§ Exercise aim: Whenever the string "SubscriptionProfilePostgres" turns up in a line below, that line should be copied.

(Stored records)
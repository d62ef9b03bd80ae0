use crate::{
    auth::AuthUser,
    axum_http::error_responses::respond_error,
    usecases::{
        invoices::{CreateInvoiceOutcome, InvoiceUseCase},
        subscription_resolver::SubscriptionResolver,
    },
};
use axum::{
    Json, Router,
    body::Bytes,
    extract::{Path, State},
    http::{HeaderMap, StatusCode, header::CONTENT_TYPE},
    response::IntoResponse,
    routing::{delete, get, post, put},
};
use crates::{
    domain::{
        repositories::{
            invoices::InvoiceRepository, storage::ImageStorageClient,
            subscription_profiles::SubscriptionProfileRepository,
        },
        value_objects::invoices::InvoicePayload,
    },
    infra::db::{
        postgres::postgres_connection::PgPoolSquad,
        repositories::{
            invoices::InvoicePostgres, subscription_profiles::SubscriptionProfilePostgres,
        },
    },
};
use std::sync::Arc;
use tracing::info;
use uuid::Uuid;

pub fn routes(
    db_pool: Arc<PgPoolSquad>,
    storage: Arc<dyn ImageStorageClient + Send + Sync>,
) -> Router {
    let profile_repository = Arc::new(SubscriptionProfilePostgres::new(Arc::clone(&db_pool)));
    let invoice_repository = Arc::new(InvoicePostgres::new(Arc::clone(&db_pool)));
    let resolver = Arc::new(SubscriptionResolver::new(profile_repository));

    let usecase = InvoiceUseCase::new(resolver, invoice_repository, storage);

    Router::new()
        .route("/", get(list_invoices))
        .route("/", post(create_invoice))
        .route("/logo", post(upload_logo))
        .route("/:invoice_id", put(update_invoice))
        .route("/:invoice_id", delete(delete_invoice))
        .with_state(Arc::new(usecase))
}

pub async fn list_invoices<S, I>(
    State(usecase): State<Arc<InvoiceUseCase<S, I>>>,
    AuthUser { user_id, .. }: AuthUser,
) -> impl IntoResponse
where
    S: SubscriptionProfileRepository + Send + Sync + 'static,
    I: InvoiceRepository + Send + Sync + 'static,
{
    info!(%user_id, "invoices: list request received");
    match usecase.list_invoices(user_id).await {
        Ok(invoices) => Json(invoices).into_response(),
        Err(err) => respond_error(err.status_code(), err.to_string()),
    }
}

pub async fn create_invoice<S, I>(
    State(usecase): State<Arc<InvoiceUseCase<S, I>>>,
    AuthUser { user_id, .. }: AuthUser,
    Json(payload): Json<InvoicePayload>,
) -> impl IntoResponse
where
    S: SubscriptionProfileRepository + Send + Sync + 'static,
    I: InvoiceRepository + Send + Sync + 'static,
{
    info!(%user_id, "invoices: create request received");
    match usecase.create_invoice(user_id, payload).await {
        Ok(CreateInvoiceOutcome::Created(invoice)) => {
            (StatusCode::CREATED, Json(invoice)).into_response()
        }
        Ok(CreateInvoiceOutcome::Denied(reason)) => {
            respond_error(StatusCode::FORBIDDEN, reason.message().to_string())
        }
        Err(err) => respond_error(err.status_code(), err.to_string()),
    }
}

pub async fn update_invoice<S, I>(
    State(usecase): State<Arc<InvoiceUseCase<S, I>>>,
    AuthUser { user_id, .. }: AuthUser,
    Path(invoice_id): Path<Uuid>,
    Json(payload): Json<InvoicePayload>,
) -> impl IntoResponse
where
    S: SubscriptionProfileRepository + Send + Sync + 'static,
    I: InvoiceRepository + Send + Sync + 'static,
{
    info!(%user_id, %invoice_id, "invoices: update request received");
    match usecase.update_invoice(user_id, invoice_id, payload).await {
        Ok(invoice) => Json(invoice).into_response(),
        Err(err) => respond_error(err.status_code(), err.to_string()),
    }
}

pub async fn delete_invoice<S, I>(
    State(usecase): State<Arc<InvoiceUseCase<S, I>>>,
    AuthUser { user_id, .. }: AuthUser,
    Path(invoice_id): Path<Uuid>,
) -> impl IntoResponse
where
    S: SubscriptionProfileRepository + Send + Sync + 'static,
    I: InvoiceRepository + Send + Sync + 'static,
{
    info!(%user_id, %invoice_id, "invoices: delete request received");
    match usecase.delete_invoice(user_id, invoice_id).await {
        Ok(()) => StatusCode::NO_CONTENT.into_response(),
        Err(err) => respond_error(err.status_code(), err.to_string()),
    }
}

pub async fn upload_logo<S, I>(
    State(usecase): State<Arc<InvoiceUseCase<S, I>>>,
    AuthUser { user_id, .. }: AuthUser,
    headers: HeaderMap,
    body: Bytes,
) -> impl IntoResponse
where
    S: SubscriptionProfileRepository + Send + Sync + 'static,
    I: InvoiceRepository + Send + Sync + 'static,
{
    info!(%user_id, "invoices: logo upload request received");
    let content_type = headers
        .get(CONTENT_TYPE)
        .and_then(|value| value.to_str().ok())
        .unwrap_or("application/octet-stream")
        .to_string();

    match usecase.upload_logo(user_id, body.to_vec(), &content_type).await {
        Ok(response) => Json(response).into_response(),
        Err(err) => respond_error(err.status_code(), err.to_string()),
    }
}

§ Answer below:
            invoices::InvoicePostgres, subscription_profiles::SubscriptionProfilePostgres,
    let profile_repository = Arc::new(SubscriptionProfilePostgres::new(Arc::clone(&db_pool)));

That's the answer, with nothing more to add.